Chissano ha vissuto diverse situazioni di discriminazione. Quando Maputo era Lourenço Marques, sedeva in
un posto vacante su un autobus; un giovane bianco è entrato e il bigliettaio gli ha ordinato di alzarsi per
fargli spazio – “e questo è successo ai vecchi, hanno dovuto fare spazio ai bianchi”. C'era un cinema per i
bianchi, dove venivano proiettati buoni film, e un cinema per i neri, dove venivano proiettati film più piccoli,
ricorda. C'era il sistema di assimilazione e quindi l'assimilato poteva andare al cinema per i bianchi, ma
doveva mostrare il documento di assimilazione. “È stato umiliante dover dimostrare di aver già assimilato i
valori dei bianchi”. In un ristorante, una volta gli è stato chiesto: "Ti dispiace sederti dietro?"

Chissano ricorda di aver vissuto con gli angolani di Luanda, negli anni '60, “che furono sorpresi da quello
che stava succedendo a Maputo” perché non c'era un così forte apartheid nella loro città. La scusa che
esisteva in epoca coloniale per giustificare il razzismo era che si verificava "discriminazione involontaria
basata sulle differenze di reddito economico", osserva. Ma «questa giustificazione non regge. Ora che
siamo indipendenti, abbiamo raggiunto quei livelli. Quindi è perché non c'erano incentivi per queste
persone per andare avanti nella vita. Erano le stesse persone!”

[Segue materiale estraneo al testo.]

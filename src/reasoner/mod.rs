//! Reasoning backend contract
//!
//! The backend is an opaque natural-language capability: given the
//! question, the tool descriptors, and the transcript so far, it decides
//! to invoke a tool or finish with an answer. Keeping it behind this
//! trait makes the loop fully deterministic under a scripted backend.

use crate::models::{Decision, ReasoningStep, ToolDescriptor};
use crate::Result;
use async_trait::async_trait;

pub mod groq;
pub use groq::GroqReasoner;

#[async_trait]
pub trait ReasoningBackend: Send + Sync {
    /// One reasoning step: pick a tool with arguments, or finish.
    async fn complete(
        &self,
        question: &str,
        tools: &[ToolDescriptor],
        transcript: &[ReasoningStep],
    ) -> Result<Decision>;

    /// Lightweight reachability check for health reporting. Never errors.
    async fn probe(&self) -> bool;
}
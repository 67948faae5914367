//! Query agent - the reasoning loop
//!
//! QUESTION → REASON → ACT → OBSERVE → ... → CLASSIFY → ENVELOPE
//!
//! Each request owns its own transcript and raw result; nothing is
//! shared between concurrent questions beyond the read-only registry and
//! the pooled store handles. Dropping the returned future cancels the
//! loop at the current await point, and no envelope is emitted.

use crate::classifier::ResponseClassifier;
use crate::models::{Decision, Envelope, RawResult, ReasoningStep};
use crate::tools::ToolRegistry;
use crate::reasoner::ReasoningBackend;
use crate::{AgentError, Result};
use std::sync::Arc;
use tracing::{debug, info, warn};
use uuid::Uuid;

/// Default reasoning step limit per question.
pub const DEFAULT_MAX_STEPS: usize = 5;

pub struct QueryAgent {
    backend: Arc<dyn ReasoningBackend>,
    registry: ToolRegistry,
    max_steps: usize,
}

impl QueryAgent {
    pub fn new(backend: Arc<dyn ReasoningBackend>, registry: ToolRegistry) -> Self {
        Self {
            backend,
            registry,
            max_steps: DEFAULT_MAX_STEPS,
        }
    }

    pub fn with_max_steps(mut self, max_steps: usize) -> Self {
        self.max_steps = max_steps;
        self
    }

    /// Resolve a question to a raw result within the step limit.
    ///
    /// Tool failures (unknown name, adapter error) are recorded as
    /// observations and handed back to the backend, which may pick a
    /// different tool or fall back to a text answer. Backend failures
    /// abort the request immediately.
    pub async fn run(&self, question: &str) -> Result<RawResult> {
        let request_id = Uuid::new_v4();
        let mut transcript: Vec<ReasoningStep> = Vec::new();

        info!(request_id = %request_id, question, "Agent: starting reasoning loop");

        for step in 1..=self.max_steps {
            let decision = self
                .backend
                .complete(question, self.registry.list(), &transcript)
                .await?;

            match decision {
                Decision::Finish { answer } => {
                    info!(
                        request_id = %request_id,
                        step,
                        tool_calls = transcript.len(),
                        "Agent: finished"
                    );
                    return Ok(answer);
                }
                Decision::Invoke { tool, arguments } => {
                    debug!(request_id = %request_id, step, tool = %tool, "Agent: invoking tool");

                    let observation = match self.execute_tool(&tool, &arguments).await {
                        Ok(raw) => render_observation(&raw),
                        Err(e @ (AgentError::UnknownTool(_) | AgentError::AdapterError(_))) => {
                            warn!(request_id = %request_id, tool = %tool, error = %e, "Tool failed");
                            format!("tool {} failed: {}", tool, e)
                        }
                        Err(fatal) => return Err(fatal),
                    };

                    transcript.push(ReasoningStep {
                        tool,
                        arguments,
                        observation,
                    });
                }
            }
        }

        warn!(request_id = %request_id, steps = self.max_steps, "Agent: step limit exceeded");
        Err(AgentError::StepLimitExceeded(self.max_steps))
    }

    /// Answer a question as a typed envelope. The single entry point the
    /// transport layer calls.
    pub async fn orchestrate(&self, question: &str) -> Result<Envelope> {
        let raw = self.run(question).await?;
        Ok(ResponseClassifier::classify(question, &raw))
    }

    async fn execute_tool(&self, tool: &str, arguments: &serde_json::Value) -> Result<RawResult> {
        let resolved = self.registry.resolve(tool)?;
        resolved.execute(arguments).await
    }
}

const OBSERVATION_CLIP: usize = 4000;

/// Render a tool result for the backend's next reasoning step. Structured
/// data is serialized so the backend can re-emit or summarize it.
fn render_observation(raw: &RawResult) -> String {
    match raw {
        RawResult::Text(body) => body.clone(),
        RawResult::Records(rows) => {
            let body = serde_json::to_string(rows).unwrap_or_else(|_| "[]".to_string());
            format!("{} records: {}", rows.len(), clip(&body, OBSERVATION_CLIP))
        }
        RawResult::Series { points, .. } => {
            let body = serde_json::to_string(points).unwrap_or_else(|_| "[]".to_string());
            format!("{} points: {}", points.len(), clip(&body, OBSERVATION_CLIP))
        }
    }
}

fn clip(text: &str, max_chars: usize) -> &str {
    match text.char_indices().nth(max_chars) {
        Some((idx, _)) => &text[..idx],
        None => text,
    }
}
use std::collections::HashMap;
use std::fs;
use std::io;
use std::path::{Path, PathBuf};
use std::sync::Mutex;

use serde_json::Value;
use survey_spec::RespondentDocument;
use thiserror::Error;

#[derive(Debug, Error)]
pub enum StoreError {
    #[error("failed to access {}: {source}", .path.display())]
    Io {
        path: PathBuf,
        #[source]
        source: io::Error,
    },
    #[error("respondent document {} is not valid JSON: {source}", .path.display())]
    Parse {
        path: PathBuf,
        #[source]
        source: serde_json::Error,
    },
    #[error("respondent document {} is not a JSON object", .0.display())]
    NotAnObject(PathBuf),
    #[error("json encode error: {0}")]
    Encode(#[source] serde_json::Error),
}

/// Loads and saves respondent documents by session token.
pub trait DocumentStore: Send + Sync {
    /// Returns the stored document, or an empty one when none exists yet.
    fn load(&self, token: &str) -> Result<RespondentDocument, StoreError>;
    /// Replaces the stored document.
    fn save(&self, token: &str, doc: &RespondentDocument) -> Result<(), StoreError>;
}

/// Keeps one `<token>.json` file per respondent in a directory.
#[derive(Debug, Clone)]
pub struct FileStore {
    dir: PathBuf,
}

impl FileStore {
    pub fn new(dir: impl Into<PathBuf>) -> Self {
        Self { dir: dir.into() }
    }

    pub fn dir(&self) -> &Path {
        &self.dir
    }

    pub fn path_for(&self, token: &str) -> PathBuf {
        self.dir.join(format!("{token}.json"))
    }
}

fn io_error(path: &Path) -> impl FnOnce(io::Error) -> StoreError + '_ {
    move |source| StoreError::Io {
        path: path.to_path_buf(),
        source,
    }
}

impl DocumentStore for FileStore {
    fn load(&self, token: &str) -> Result<RespondentDocument, StoreError> {
        let path = self.path_for(token);
        let text = match fs::read_to_string(&path) {
            Ok(text) => text,
            Err(err) if err.kind() == io::ErrorKind::NotFound => {
                return Ok(RespondentDocument::new());
            }
            Err(err) => return Err(io_error(&path)(err)),
        };
        match serde_json::from_str(&text) {
            Ok(Value::Object(doc)) => Ok(doc),
            Ok(_) => Err(StoreError::NotAnObject(path)),
            Err(source) => Err(StoreError::Parse { path, source }),
        }
    }

    fn save(&self, token: &str, doc: &RespondentDocument) -> Result<(), StoreError> {
        fs::create_dir_all(&self.dir).map_err(io_error(&self.dir))?;
        let path = self.path_for(token);
        let staging = self.dir.join(format!("{token}.json.tmp"));
        let mut text = serde_json::to_string_pretty(doc).map_err(StoreError::Encode)?;
        text.push('\n');
        fs::write(&staging, text).map_err(io_error(&staging))?;
        fs::rename(&staging, &path).map_err(io_error(&path))
    }
}

/// In-process store, used for previews and tests.
#[derive(Debug, Default)]
pub struct MemoryStore {
    docs: Mutex<HashMap<String, RespondentDocument>>,
}

impl MemoryStore {
    pub fn new() -> Self {
        Self::default()
    }

    pub fn with_document(token: &str, doc: RespondentDocument) -> Self {
        let store = Self::default();
        store
            .docs
            .lock()
            .unwrap_or_else(|poisoned| poisoned.into_inner())
            .insert(token.to_string(), doc);
        store
    }
}

impl DocumentStore for MemoryStore {
    fn load(&self, token: &str) -> Result<RespondentDocument, StoreError> {
        let docs = self.docs.lock().unwrap_or_else(|poisoned| poisoned.into_inner());
        Ok(docs.get(token).cloned().unwrap_or_default())
    }

    fn save(&self, token: &str, doc: &RespondentDocument) -> Result<(), StoreError> {
        let mut docs = self.docs.lock().unwrap_or_else(|poisoned| poisoned.into_inner());
        docs.insert(token.to_string(), doc.clone());
        Ok(())
    }
}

Oggi non ci sono problemi razziali in Mozambico, dice. La discriminazione è gradualmente svanita: i gruppi
razziali coesistono in base alle somiglianze, ma non si tratta di razzismo ma di complicità, osserva. Si
sviluppò una politica deliberata di non razzismo, non etnia, non tribalismo. Perché l'esperienza del passato
è stata notevole. "Io e tutti coloro che hanno partecipato alla lotta ce ne siamo sbarazzati molto tempo fa". 

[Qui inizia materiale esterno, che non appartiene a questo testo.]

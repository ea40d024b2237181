use schemars::JsonSchema;
use serde::{Deserialize, Serialize};

use crate::error::SurveyError;
use crate::spec::page::PageNodeRaw;

/// Top-level survey specification as authored on disk.
#[derive(Debug, Clone, PartialEq, Serialize, Deserialize, JsonSchema)]
pub struct SurveyDocument {
    #[serde(default, skip_serializing_if = "Option::is_none")]
    pub title: Option<String>,
    /// Base URL the survey is served under.
    #[serde(default, skip_serializing_if = "Option::is_none")]
    pub urlbase: Option<String>,
    pub pages: Vec<PageNodeRaw>,
}

impl SurveyDocument {
    pub fn from_json(text: &str) -> Result<Self, SurveyError> {
        serde_json::from_str(text).map_err(|err| SurveyError::InvalidSpec(err.to_string()))
    }

    pub fn from_value(value: serde_json::Value) -> Result<Self, SurveyError> {
        serde_json::from_value(value).map_err(|err| SurveyError::InvalidSpec(err.to_string()))
    }

    /// JSON Schema describing the authoring format.
    pub fn json_schema() -> serde_json::Value {
        serde_json::to_value(schemars::schema_for!(SurveyDocument)).unwrap_or_default()
    }
}
impl SurveyEngine {
    pub fn new(spec: SurveySpec, assets: AssetRegistry, store: Box<dyn DocumentStore>) -> Self {
        let base_url = normalize_base_url(spec.url_base.as_deref().unwrap_or_default());
        Self {
            spec,
            assets,
            store,
            base_url,
            lock: Mutex::new(()),
        }
    }

    pub fn from_loaded(loaded: LoadedSurvey, store: Box<dyn DocumentStore>) -> Self {
        Self::new(loaded.spec, loaded.assets, store)
    }

    /// Overrides the base URL taken from the survey document.
    pub fn with_base_url(mut self, base: &str) -> Self {
        self.base_url = normalize_base_url(base);
        self
    }

    pub fn spec(&self) -> &SurveySpec {
        &self.spec
    }

    pub fn base_url(&self) -> &str {
        &self.base_url
    }

    /// Handles one page request.
    ///
    /// Without a usable token the respondent is redirected to a fresh
    /// session. Submitted fields are merged into the stored document before
    /// the requested page is rendered; a stale page index also restarts.
    pub fn handle(&self, request: &PageRequest) -> Result<PageResponse, EngineError> {
        let Some(token) = request
            .token
            .as_deref()
            .filter(|token| is_valid_token(token))
        else {
            if let Some(token) = &request.token {
                warn!(token = %token, "rejecting malformed session token");
            }
            return Ok(self.restart());
        };

        let doc = match &request.form {
            Some(form) => self.record(token, form)?,
            None => self.load(token)?,
        };

        let Some(pix) = request
            .pix
            .as_deref()
            .and_then(|pix| pix.trim().parse::<usize>().ok())
        else {
            debug!(token, "missing or malformed page index");
            return Ok(self.restart());
        };

        let url = format!("?pix={}&token={}", pix + 1, token);
        match render_live_page(&self.spec, pix, &url, token, &doc, &self.assets) {
            Ok(page) => {
                if page.terminal {
                    info!(token, "respondent finished");
                }
                Ok(PageResponse::Page {
                    markup: page.markup,
                    page_id: page.page_id,
                    finished: page.terminal,
                })
            }
            Err(SurveyError::OutOfRange { index, len }) => {
                info!(token, index, len, "stale page index, starting over");
                Ok(self.restart())
            }
            Err(err) => Err(err.into()),
        }
    }

    /// Returns the bytes behind an image alias.
    pub fn asset(&self, alias: &str) -> Result<Asset, EngineError> {
        let path = self
            .assets
            .resolve(alias)
            .ok_or_else(|| EngineError::MissingAsset(alias.to_string()))?;
        let bytes = fs::read(&path).map_err(|err| {
            warn!(alias, path = %path.display(), "failed to read asset: {}", err);
            EngineError::MissingAsset(alias.to_string())
        })?;
        Ok(Asset {
            bytes,
            content_type: content_type(&path),
        })
    }

    fn restart(&self) -> PageResponse {
        let token = issue_token();
        debug!(token = %token, "issued session");
        PageResponse::Redirect {
            location: format!("{}/?pix=0&token={}", self.base_url, token),
        }
    }

    fn load(&self, token: &str) -> Result<RespondentDocument, EngineError> {
        let _guard = self.lock.lock().unwrap_or_else(PoisonError::into_inner);
        Ok(self.store.load(token)?)
    }

    fn record(
        &self,
        token: &str,
        form: &Map<String, Value>,
    ) -> Result<RespondentDocument, EngineError> {
        let _guard = self.lock.lock().unwrap_or_else(PoisonError::into_inner);
        let mut doc = self.store.load(token)?;
        match form.get(PAGE_ID_FIELD).and_then(Value::as_str) {
            Some(page_id) => {
                merge(&mut doc, page_id, form);
                self.store.save(token, &doc)?;
                debug!(token, page_id, "recorded answers");
            }
            None => warn!(token, "submission without page id, nothing recorded"),
        }
        Ok(doc)
    }
}

#[cfg(test)]
mod tests {
    use super::*;
    use serde_json::json;
    use survey_spec::{SurveyDocument, flatten};
    use tempfile::TempDir;

    fn spec() -> SurveySpec {
        let document = SurveyDocument::from_value(json!({
            "title": "Test",
            "pages": [
                { "pid": "intro", "lines": ["Hello {token}"] },
                {
                    "pid": "q",
                    "lines": [["likert", "Rate it", "score"]],
                    "continue": "choice",
                    "values": ["Yes", "No"]
                },
                { "pid": "bye", "lines": ["Done"], "continue": "end" }
            ]
        }))
        .expect("deserialize");
        flatten(&document).expect("flatten")
    }

    fn engine() -> SurveyEngine {
        SurveyEngine::new(spec(), AssetRegistry::new("."), Box::new(MemoryStore::new()))
    }

    fn request(token: Option<&str>, pix: Option<&str>, form: Option<Value>) -> PageRequest {
        PageRequest {
            token: token.map(str::to_string),
            pix: pix.map(str::to_string),
            form: form.map(|value| value.as_object().cloned().expect("object")),
        }
    }

    fn redirect_token(response: PageResponse, base: &str) -> String {
        match response {
            PageResponse::Redirect { location } => {
                let prefix = format!("{base}/?pix=0&token=");
                let token = location
                    .strip_prefix(&prefix)
                    .unwrap_or_else(|| panic!("unexpected location {location}"));
                assert!(is_valid_token(token));
                token.to_string()
            }
            other => panic!("expected redirect, got {other:?}"),
        }
    }

    fn page(response: PageResponse) -> (String, String, bool) {
        match response {
            PageResponse::Page {
                markup,
                page_id,
                finished,
            } => (markup, page_id, finished),
            other => panic!("expected page, got {other:?}"),
        }
    }

    #[test]
    fn sessionless_visit_redirects_to_first_page() {
        let engine = engine();
        let response = engine.handle(&request(None, None, None)).expect("handle");
        redirect_token(response, "");
    }

    #[test]
    fn malformed_token_is_treated_as_missing() {
        let engine = engine();
        let response = engine
            .handle(&request(Some("../../etc"), Some("0"), None))
            .expect("handle");
        redirect_token(response, "");
    }

    #[test]
    fn base_url_prefixes_redirects() {
        let engine = engine().with_base_url("study/");
        assert_eq!(engine.base_url(), "/study");
        let response = engine.handle(&request(None, None, None)).expect("handle");
        redirect_token(response, "/study");
    }

    #[test]
    fn get_renders_requested_page_with_next_link() {
        let engine = engine();
        let (markup, page_id, finished) =
            page(engine.handle(&request(Some("tok"), Some("0"), None)).expect("handle"));
        assert_eq!(page_id, "intro");
        assert!(!finished);
        assert!(markup.contains("Hello tok"));
        assert!(markup.contains("token&#x3D;tok") || markup.contains("token=tok"));
    }

    #[test]
    fn post_merges_answers_before_rendering() {
        let store = MemoryStore::new();
        let engine = SurveyEngine::new(spec(), AssetRegistry::new("."), Box::new(store));
        let form = json!({ "_pid": "q", "score": "2", "_res": "No" });
        let (markup, page_id, finished) = page(
            engine
                .handle(&request(Some("tok"), Some("2"), Some(form)))
                .expect("handle"),
        );
        assert_eq!(page_id, "bye");
        assert!(finished);
        assert!(markup.contains("Done"));

        let doc = engine.load("tok").expect("load");
        assert_eq!(Value::Object(doc), json!({ "q": { "score": "2", "_res": "No" } }));

        // revisiting the question page restores the stored answer
        let (markup, _, _) =
            page(engine.handle(&request(Some("tok"), Some("1"), None)).expect("handle"));
        assert!(markup.contains(r#"value="2" checked="checked""#));
    }

    #[test]
    fn seeded_answers_preselect_likert() {
        let mut doc = RespondentDocument::new();
        merge(&mut doc, "q", json!({ "score": "-2" }).as_object().expect("object"));
        let store = MemoryStore::with_document("tok", doc);
        let engine = SurveyEngine::new(spec(), AssetRegistry::new("."), Box::new(store));
        let (markup, page_id, _) =
            page(engine.handle(&request(Some("tok"), Some("1"), None)).expect("handle"));
        assert_eq!(page_id, "q");
        assert!(markup.contains(r#"value="-2" checked="checked""#));
    }

    #[test]
    fn missing_session_image_does_not_fail_the_page() {
        let dir = TempDir::new().expect("temp dir");
        let document = SurveyDocument::from_value(json!({
            "pages": [ { "lines": [["img", "{token}.png"], "Look"], "continue": "end" } ]
        }))
        .expect("deserialize");
        let engine = SurveyEngine::new(
            flatten(&document).expect("flatten"),
            AssetRegistry::new(dir.path()),
            Box::new(MemoryStore::new()),
        );
        let (markup, _, finished) =
            page(engine.handle(&request(Some("tok"), Some("0"), None)).expect("handle"));
        assert!(finished);
        assert!(markup.contains(r#"src="img/missing""#));
        assert!(matches!(
            engine.asset("missing"),
            Err(EngineError::MissingAsset(_))
        ));
    }

    #[test]
    fn next_button_records_nothing() {
        let engine = engine();
        let form = json!({ "_pid": "intro", "__next": "Next" });
        engine
            .handle(&request(Some("tok"), Some("1"), Some(form)))
            .expect("handle");
        assert!(engine.load("tok").expect("load").is_empty());
    }

    #[test]
    fn submission_without_page_id_is_ignored() {
        let engine = engine();
        let form = json!({ "score": "1" });
        engine
            .handle(&request(Some("tok"), Some("1"), Some(form)))
            .expect("handle");
        assert!(engine.load("tok").expect("load").is_empty());
    }

    #[test]
    fn stale_or_malformed_index_restarts() {
        let engine = engine();
        for pix in [Some("3"), Some("-1"), Some("abc"), None] {
            let response = engine.handle(&request(Some("tok"), pix, None)).expect("handle");
            redirect_token(response, "");
        }
    }

    #[test]
    fn corrupt_document_aborts_without_overwriting() {
        let dir = TempDir::new().expect("temp dir");
        let store = FileStore::new(dir.path());
        fs::write(store.path_for("tok"), "{broken").unwrap();
        let engine = SurveyEngine::new(spec(), AssetRegistry::new("."), Box::new(store.clone()));

        let form = json!({ "_pid": "q", "score": "1" });
        let err = engine
            .handle(&request(Some("tok"), Some("2"), Some(form)))
            .unwrap_err();
        assert!(matches!(err, EngineError::Store(StoreError::Parse { .. })));
        assert_eq!(fs::read_to_string(store.path_for("tok")).unwrap(), "{broken");
    }

    #[test]
    fn file_store_persists_submissions() {
        let dir = TempDir::new().expect("temp dir");
        let store = FileStore::new(dir.path().join("answers"));
        let engine = SurveyEngine::new(spec(), AssetRegistry::new("."), Box::new(store.clone()));
        let form = json!({ "_pid": "q", "score": "-1", "_res": "Yes" });
        engine
            .handle(&request(Some("tok"), Some("2"), Some(form)))
            .expect("handle");
        let saved: Value =
            serde_json::from_str(&fs::read_to_string(store.path_for("tok")).unwrap()).unwrap();
        assert_eq!(saved, json!({ "q": { "_res": "Yes", "score": "-1" } }));
    }

    #[test]
    fn assets_resolve_registered_aliases_only() {
        let dir = TempDir::new().expect("temp dir");
        fs::write(dir.path().join("pic.svg"), b"<svg/>").unwrap();
        let assets = AssetRegistry::new(dir.path());
        let alias = assets.register("pic.svg").expect("register");
        let engine = SurveyEngine::new(spec(), assets, Box::new(MemoryStore::new()));

        let asset = engine.asset(&alias).expect("asset");
        assert_eq!(asset.bytes, b"<svg/>");
        assert_eq!(asset.content_type, "image/svg+xml");
        assert!(matches!(
            engine.asset("9.png"),
            Err(EngineError::MissingAsset(_))
        ));
    }

    #[test]
    fn load_survey_dry_runs_the_file() {
        let dir = TempDir::new().expect("temp dir");
        let path = dir.path().join("survey.json");
        fs::write(
            &path,
            json!({ "urlbase": "/s", "pages": [ { "lines": ["{x}"], "continue": "end" } ] }).to_string(),
        )
        .unwrap();
        let err = load_survey(&path).err().expect("dry run should fail");
        assert!(matches!(err, EngineError::Survey(ref inner) if inner.is_unresolved_variable()));

        fs::write(
            &path,
            json!({ "urlbase": "/s/", "pages": [ { "lines": ["ok"], "continue": "end" } ] }).to_string(),
        )
        .unwrap();
        let loaded = load_survey(&path).expect("load");
        assert_eq!(loaded.report.page_ids, vec!["p0"]);
        let engine = SurveyEngine::from_loaded(loaded, Box::new(MemoryStore::new()));
        assert_eq!(engine.base_url(), "/s");
    }
}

Abbiamo lasciato la spaziosa camera, che si affaccia sul giardino, dopo più di un'ora di
conversazione. Joaquim Chissano ha un'auto che ti aspetta. “Il razzismo continua ad esistere a causa delle
sequele. 'Noi neri' o 'noi bianchi' deve finire. Ma una volta individuato questo, bisogna creare la volontà
politica di porre fine al razzismo”, conclude.

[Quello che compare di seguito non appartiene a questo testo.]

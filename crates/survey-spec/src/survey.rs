use crate::error::SurveyError;
use crate::spec::LineItem;
use crate::template::Vars;

/// Default survey title when the document does not set one.
pub const DEFAULT_TITLE: &str = "Survey";

/// Content regions of a flattened page.
#[derive(Debug, Clone, PartialEq)]
pub enum PageBody {
    Plain {
        lines: Vec<LineItem>,
    },
    TwoColumn {
        left: Vec<LineItem>,
        right: Vec<LineItem>,
        bottom: Vec<LineItem>,
    },
}

impl PageBody {
    /// All lines of the page in rendering order.
    pub fn lines(&self) -> impl Iterator<Item = &LineItem> {
        let regions: Vec<&Vec<LineItem>> = match self {
            PageBody::Plain { lines } => vec![lines],
            PageBody::TwoColumn {
                left,
                right,
                bottom,
            } => vec![left, right, bottom],
        };
        regions.into_iter().flatten()
    }
}

/// Footer control of a page.
#[derive(Debug, Clone, PartialEq, Eq)]
pub enum Continuation {
    /// Terminal page without any control.
    End,
    /// Single advance button that records no answer.
    Next,
    /// One submit button per label; the pressed label is recorded.
    Choice(Vec<String>),
}

impl Continuation {
    pub fn is_terminal(&self) -> bool {
        matches!(self, Continuation::End)
    }
}

/// A fully expanded page carrying its own variable bindings.
#[derive(Debug, Clone, PartialEq)]
pub struct Page {
    /// Page id template.
    pub pid: String,
    pub vars: Vars,
    pub body: PageBody,
    pub continuation: Continuation,
}

/// Immutable, ordered page sequence produced by the flattener.
#[derive(Debug, Clone, PartialEq)]
pub struct SurveySpec {
    pub title: String,
    pub url_base: Option<String>,
    pages: Vec<Page>,
}

impl SurveySpec {
    pub fn new(title: String, url_base: Option<String>, pages: Vec<Page>) -> Self {
        Self {
            title,
            url_base,
            pages,
        }
    }

    pub fn pages(&self) -> &[Page] {
        &self.pages
    }

    pub fn len(&self) -> usize {
        self.pages.len()
    }

    pub fn is_empty(&self) -> bool {
        self.pages.is_empty()
    }

    pub fn page(&self, index: usize) -> Result<&Page, SurveyError> {
        self.pages.get(index).ok_or(SurveyError::OutOfRange {
            index,
            len: self.pages.len(),
        })
    }
}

Altrove in città, in uno dei campus dell'Università Eduardo Mondlane, Inês Raimundo (n. 1962), geografa
con un dottorato di ricerca in Migrazioni e vicedirettore per gli studi post-laurea presso la Facoltà di Lettere
e Scienze Sociali, ci racconta ciò che considera essere la permanenza di un apartheid in Mozambico, in cui le
razze vivono separate e difficilmente si mescolano, anche adesso. “Ciò che crea queste differenze è il
potere economico, ma quelli con un potere economico debole sono ancora i neri”, sottolinea. I
mozambicani di origine bianca e indiana detengono il potere; avere accesso a lavori più retribuiti. "Il negro
è lì, in periferia." 

A Maputo, questa divisione può essere vista ad occhio nudo, sostiene. "Le questioni razziali finiscono per
confondersi con le questioni economiche". Ecco perché ha già sentito discriminazioni nel servizio nei negozi
di abbigliamento, per esempio. “Perché succede in un Paese africano è la parte più difficile. Siamo stati
mentalizzati che siamo di una razza inferiore. Ci vorrà molto tempo”.